Required work => Give back only one number: how many lines in the data below contain the word "execute".

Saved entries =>

#####

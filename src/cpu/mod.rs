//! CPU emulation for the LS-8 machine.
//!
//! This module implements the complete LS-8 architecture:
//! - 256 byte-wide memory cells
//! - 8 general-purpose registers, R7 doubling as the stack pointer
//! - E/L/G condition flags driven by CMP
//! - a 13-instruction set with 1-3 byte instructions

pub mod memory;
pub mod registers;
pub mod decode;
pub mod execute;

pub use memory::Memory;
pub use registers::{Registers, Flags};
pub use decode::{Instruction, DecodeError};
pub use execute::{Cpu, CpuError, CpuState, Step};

#####

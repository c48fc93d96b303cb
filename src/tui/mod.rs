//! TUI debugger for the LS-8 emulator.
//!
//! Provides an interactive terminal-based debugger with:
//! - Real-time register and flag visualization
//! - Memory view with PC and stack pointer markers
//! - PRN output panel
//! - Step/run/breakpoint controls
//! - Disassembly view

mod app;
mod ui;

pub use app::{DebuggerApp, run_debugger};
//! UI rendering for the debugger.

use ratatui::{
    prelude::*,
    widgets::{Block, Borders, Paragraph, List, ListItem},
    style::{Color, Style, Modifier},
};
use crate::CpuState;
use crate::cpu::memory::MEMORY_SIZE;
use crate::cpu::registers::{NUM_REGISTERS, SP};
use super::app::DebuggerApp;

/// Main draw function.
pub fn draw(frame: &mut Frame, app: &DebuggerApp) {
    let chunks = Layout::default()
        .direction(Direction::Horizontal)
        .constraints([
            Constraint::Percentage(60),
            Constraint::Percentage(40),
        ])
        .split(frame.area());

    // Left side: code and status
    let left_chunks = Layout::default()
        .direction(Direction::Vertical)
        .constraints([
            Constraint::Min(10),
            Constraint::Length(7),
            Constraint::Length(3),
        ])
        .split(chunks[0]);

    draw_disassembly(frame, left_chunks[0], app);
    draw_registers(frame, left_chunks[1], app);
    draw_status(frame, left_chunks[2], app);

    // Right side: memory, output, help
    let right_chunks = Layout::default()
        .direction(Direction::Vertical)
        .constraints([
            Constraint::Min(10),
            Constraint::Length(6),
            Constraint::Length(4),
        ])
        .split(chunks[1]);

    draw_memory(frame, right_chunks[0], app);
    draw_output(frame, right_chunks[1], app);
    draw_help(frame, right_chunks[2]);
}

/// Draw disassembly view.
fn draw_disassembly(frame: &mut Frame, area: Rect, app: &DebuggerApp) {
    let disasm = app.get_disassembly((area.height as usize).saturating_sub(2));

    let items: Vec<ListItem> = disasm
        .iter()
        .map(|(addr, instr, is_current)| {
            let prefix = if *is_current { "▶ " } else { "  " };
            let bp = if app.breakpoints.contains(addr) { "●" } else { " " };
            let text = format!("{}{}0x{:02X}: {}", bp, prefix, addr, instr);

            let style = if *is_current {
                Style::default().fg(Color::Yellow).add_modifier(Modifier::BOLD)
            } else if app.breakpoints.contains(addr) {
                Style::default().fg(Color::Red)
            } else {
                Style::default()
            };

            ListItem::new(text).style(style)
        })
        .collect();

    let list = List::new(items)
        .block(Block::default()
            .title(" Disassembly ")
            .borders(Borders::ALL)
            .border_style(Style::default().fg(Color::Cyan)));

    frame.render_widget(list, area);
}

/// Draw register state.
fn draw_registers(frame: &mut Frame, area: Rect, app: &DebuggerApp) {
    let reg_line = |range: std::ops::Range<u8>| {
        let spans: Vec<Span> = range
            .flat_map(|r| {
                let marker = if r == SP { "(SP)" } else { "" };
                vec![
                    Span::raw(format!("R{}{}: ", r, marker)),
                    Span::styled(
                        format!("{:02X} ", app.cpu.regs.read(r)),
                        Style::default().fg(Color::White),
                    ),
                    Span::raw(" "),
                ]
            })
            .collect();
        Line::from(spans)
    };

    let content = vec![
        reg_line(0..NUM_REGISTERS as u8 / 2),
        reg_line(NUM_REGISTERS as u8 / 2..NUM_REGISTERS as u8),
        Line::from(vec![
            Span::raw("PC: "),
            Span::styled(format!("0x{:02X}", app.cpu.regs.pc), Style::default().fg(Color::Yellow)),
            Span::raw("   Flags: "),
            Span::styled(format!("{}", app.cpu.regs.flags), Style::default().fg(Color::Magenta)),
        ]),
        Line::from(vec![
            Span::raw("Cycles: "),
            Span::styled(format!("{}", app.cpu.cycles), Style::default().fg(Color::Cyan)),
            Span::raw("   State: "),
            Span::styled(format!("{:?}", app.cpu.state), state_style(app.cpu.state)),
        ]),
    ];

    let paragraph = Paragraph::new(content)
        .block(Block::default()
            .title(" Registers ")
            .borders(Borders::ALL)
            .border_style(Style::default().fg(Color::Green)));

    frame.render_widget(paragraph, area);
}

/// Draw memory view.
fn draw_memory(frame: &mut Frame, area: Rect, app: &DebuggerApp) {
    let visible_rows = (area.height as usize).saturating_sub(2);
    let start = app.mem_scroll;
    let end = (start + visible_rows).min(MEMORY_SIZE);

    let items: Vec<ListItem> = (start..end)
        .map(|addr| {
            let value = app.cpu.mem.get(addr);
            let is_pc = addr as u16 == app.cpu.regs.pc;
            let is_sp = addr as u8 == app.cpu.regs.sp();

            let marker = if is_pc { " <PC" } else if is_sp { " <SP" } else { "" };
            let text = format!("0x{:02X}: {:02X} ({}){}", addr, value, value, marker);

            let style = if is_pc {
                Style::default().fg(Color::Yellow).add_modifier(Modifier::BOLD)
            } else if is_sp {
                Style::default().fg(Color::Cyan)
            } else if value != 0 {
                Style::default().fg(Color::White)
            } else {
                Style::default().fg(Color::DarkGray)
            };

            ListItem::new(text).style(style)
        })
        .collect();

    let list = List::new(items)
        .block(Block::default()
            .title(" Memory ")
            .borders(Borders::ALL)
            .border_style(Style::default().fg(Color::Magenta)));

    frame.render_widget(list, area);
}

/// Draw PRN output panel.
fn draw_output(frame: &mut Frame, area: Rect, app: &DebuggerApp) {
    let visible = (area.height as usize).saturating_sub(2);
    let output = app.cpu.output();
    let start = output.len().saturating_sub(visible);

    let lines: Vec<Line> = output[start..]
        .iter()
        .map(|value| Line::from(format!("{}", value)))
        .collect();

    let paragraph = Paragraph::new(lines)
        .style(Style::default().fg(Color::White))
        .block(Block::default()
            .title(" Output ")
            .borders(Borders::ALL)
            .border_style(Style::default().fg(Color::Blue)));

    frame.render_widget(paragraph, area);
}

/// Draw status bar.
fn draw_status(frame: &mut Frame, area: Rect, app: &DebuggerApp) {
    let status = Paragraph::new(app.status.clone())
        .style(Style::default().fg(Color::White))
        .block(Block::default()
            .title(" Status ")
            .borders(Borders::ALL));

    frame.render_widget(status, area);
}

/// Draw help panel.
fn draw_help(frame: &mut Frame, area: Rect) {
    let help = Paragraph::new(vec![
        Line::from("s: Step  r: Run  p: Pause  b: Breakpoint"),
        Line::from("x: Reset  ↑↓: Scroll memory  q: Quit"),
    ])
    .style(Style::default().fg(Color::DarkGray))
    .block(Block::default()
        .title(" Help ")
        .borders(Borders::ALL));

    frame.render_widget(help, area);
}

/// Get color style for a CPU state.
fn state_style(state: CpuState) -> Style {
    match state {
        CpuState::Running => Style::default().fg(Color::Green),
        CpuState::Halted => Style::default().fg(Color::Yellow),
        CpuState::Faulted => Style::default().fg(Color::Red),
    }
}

#####

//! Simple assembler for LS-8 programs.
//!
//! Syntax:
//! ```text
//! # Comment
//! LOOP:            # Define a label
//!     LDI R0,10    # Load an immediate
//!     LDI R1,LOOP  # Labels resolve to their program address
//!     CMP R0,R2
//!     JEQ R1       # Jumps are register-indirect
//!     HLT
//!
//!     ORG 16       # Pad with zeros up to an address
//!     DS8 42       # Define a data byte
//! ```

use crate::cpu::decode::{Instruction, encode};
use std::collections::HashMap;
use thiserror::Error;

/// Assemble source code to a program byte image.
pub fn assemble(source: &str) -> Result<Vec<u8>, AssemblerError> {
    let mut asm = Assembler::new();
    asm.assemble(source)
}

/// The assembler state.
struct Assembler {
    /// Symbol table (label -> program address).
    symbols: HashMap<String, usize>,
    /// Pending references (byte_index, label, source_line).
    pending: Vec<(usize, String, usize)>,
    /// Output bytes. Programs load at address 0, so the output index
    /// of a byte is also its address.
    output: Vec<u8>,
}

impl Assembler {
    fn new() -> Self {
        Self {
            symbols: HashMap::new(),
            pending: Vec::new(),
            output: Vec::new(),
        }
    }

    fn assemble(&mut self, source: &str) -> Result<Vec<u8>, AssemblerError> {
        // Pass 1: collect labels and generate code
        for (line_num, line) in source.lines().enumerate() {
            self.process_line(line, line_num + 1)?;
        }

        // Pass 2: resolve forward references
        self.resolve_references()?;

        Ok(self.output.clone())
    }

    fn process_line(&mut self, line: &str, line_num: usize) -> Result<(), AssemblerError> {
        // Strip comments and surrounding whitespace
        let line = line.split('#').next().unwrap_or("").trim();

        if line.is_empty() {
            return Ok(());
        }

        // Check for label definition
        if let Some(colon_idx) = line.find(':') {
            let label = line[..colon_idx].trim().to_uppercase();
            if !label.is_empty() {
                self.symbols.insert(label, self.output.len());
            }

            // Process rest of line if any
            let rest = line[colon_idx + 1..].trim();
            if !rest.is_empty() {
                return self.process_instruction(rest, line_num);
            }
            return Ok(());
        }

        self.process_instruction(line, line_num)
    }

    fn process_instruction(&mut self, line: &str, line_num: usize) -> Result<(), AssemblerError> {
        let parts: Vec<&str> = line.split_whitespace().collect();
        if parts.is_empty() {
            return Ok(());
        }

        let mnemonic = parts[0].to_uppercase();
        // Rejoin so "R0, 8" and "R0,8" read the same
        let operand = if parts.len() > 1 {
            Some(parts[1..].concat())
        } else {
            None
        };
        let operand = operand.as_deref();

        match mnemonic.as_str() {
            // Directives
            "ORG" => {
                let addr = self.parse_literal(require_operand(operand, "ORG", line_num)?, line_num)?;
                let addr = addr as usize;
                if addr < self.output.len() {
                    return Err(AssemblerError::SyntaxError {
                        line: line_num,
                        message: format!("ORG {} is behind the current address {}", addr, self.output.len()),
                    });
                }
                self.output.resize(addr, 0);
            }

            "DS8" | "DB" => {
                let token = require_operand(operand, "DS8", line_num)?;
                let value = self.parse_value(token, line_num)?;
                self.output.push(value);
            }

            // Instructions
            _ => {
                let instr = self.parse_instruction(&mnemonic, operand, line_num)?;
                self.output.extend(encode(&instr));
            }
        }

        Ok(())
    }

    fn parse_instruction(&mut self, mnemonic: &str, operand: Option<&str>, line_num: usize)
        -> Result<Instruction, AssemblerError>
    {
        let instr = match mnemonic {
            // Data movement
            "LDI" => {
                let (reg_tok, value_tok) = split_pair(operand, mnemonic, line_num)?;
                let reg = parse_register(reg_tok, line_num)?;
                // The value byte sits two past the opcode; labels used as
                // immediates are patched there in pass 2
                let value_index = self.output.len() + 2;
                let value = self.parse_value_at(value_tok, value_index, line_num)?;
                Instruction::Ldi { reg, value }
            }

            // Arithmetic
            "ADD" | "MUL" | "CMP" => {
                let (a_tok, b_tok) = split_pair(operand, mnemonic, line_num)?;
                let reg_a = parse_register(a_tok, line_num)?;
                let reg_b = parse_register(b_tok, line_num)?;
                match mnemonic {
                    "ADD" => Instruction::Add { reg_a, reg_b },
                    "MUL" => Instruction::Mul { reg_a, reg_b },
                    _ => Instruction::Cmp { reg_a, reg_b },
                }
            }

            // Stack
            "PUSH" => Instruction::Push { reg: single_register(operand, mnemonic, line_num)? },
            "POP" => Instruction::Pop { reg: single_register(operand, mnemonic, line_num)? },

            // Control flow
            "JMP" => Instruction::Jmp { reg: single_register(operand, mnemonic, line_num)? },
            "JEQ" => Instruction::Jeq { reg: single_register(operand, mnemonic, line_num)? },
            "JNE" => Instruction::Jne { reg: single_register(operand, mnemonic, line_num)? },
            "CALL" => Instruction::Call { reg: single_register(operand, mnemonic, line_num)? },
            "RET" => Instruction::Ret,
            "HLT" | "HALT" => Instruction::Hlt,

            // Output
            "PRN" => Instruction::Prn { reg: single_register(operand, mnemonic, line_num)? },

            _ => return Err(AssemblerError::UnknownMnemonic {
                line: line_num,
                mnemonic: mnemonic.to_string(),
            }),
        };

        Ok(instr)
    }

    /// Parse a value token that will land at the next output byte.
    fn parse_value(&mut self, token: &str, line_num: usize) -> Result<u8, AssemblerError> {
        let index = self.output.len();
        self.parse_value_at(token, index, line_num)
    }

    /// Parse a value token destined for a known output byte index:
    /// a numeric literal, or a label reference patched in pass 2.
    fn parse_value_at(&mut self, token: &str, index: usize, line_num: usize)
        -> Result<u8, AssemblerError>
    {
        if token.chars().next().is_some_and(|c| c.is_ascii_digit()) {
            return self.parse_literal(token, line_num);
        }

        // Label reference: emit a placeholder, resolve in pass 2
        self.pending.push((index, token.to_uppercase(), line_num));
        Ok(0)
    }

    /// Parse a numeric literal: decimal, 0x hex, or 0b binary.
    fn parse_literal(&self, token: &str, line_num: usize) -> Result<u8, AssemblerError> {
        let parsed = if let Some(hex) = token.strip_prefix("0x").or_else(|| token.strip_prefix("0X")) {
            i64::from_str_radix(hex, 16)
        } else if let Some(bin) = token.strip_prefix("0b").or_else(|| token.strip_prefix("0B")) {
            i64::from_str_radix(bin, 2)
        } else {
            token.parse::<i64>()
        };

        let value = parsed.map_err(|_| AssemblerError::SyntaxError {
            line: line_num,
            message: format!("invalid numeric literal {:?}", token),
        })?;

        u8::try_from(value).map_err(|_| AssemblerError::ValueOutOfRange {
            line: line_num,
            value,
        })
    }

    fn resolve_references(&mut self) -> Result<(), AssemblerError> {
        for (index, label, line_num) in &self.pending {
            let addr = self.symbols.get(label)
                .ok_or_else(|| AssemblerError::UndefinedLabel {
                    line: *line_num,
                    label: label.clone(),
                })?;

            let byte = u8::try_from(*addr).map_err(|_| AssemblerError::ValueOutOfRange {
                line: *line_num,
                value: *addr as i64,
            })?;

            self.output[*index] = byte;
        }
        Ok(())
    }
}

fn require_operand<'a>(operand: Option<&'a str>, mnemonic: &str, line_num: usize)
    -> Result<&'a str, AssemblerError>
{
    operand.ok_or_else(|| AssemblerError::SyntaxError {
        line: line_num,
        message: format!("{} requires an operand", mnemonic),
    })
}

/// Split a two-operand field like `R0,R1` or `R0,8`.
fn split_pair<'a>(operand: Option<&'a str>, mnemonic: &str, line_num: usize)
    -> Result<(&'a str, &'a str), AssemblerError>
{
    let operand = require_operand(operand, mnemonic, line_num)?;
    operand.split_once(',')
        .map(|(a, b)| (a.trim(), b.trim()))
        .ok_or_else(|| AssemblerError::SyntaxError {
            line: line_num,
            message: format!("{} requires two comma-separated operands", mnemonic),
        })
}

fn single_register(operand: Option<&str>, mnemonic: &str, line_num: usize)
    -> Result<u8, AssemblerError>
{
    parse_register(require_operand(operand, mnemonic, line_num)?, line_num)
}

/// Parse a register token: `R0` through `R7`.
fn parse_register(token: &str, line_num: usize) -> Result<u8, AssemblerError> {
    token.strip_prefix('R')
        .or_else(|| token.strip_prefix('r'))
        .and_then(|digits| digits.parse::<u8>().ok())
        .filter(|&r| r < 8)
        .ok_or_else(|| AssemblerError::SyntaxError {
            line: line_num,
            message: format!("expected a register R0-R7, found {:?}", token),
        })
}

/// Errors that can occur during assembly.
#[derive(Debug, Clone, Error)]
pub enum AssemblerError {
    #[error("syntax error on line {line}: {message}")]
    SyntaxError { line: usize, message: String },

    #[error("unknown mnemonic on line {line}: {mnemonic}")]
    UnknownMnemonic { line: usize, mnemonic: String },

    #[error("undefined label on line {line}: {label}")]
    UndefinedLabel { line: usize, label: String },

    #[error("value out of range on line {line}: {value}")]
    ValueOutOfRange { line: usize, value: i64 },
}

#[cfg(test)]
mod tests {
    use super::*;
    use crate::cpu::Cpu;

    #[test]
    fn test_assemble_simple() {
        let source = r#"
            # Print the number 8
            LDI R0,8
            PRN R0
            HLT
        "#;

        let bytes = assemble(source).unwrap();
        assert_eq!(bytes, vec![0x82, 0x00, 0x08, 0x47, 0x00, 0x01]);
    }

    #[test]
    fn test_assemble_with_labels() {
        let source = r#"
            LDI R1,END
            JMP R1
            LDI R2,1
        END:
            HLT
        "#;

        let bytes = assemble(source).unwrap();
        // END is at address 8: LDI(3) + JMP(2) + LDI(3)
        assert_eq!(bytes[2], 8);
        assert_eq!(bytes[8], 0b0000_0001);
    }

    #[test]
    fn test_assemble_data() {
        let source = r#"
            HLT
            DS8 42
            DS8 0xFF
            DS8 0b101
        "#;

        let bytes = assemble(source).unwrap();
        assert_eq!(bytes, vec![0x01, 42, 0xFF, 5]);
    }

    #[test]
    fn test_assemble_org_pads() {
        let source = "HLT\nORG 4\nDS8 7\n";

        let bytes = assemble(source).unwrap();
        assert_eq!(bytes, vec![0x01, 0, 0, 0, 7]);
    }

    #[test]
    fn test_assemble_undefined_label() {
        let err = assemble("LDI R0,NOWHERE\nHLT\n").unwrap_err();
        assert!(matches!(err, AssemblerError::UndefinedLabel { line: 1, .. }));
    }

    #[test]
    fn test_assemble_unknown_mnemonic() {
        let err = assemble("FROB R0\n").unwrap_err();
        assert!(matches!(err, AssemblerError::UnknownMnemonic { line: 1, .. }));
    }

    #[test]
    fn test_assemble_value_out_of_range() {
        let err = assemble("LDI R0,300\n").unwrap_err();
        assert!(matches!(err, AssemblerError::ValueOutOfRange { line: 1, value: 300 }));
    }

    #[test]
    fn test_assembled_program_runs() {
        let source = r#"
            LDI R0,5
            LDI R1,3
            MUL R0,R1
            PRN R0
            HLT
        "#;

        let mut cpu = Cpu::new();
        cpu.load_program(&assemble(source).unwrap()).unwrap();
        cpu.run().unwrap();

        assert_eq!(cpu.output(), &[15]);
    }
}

#####

Result of the exercise => 2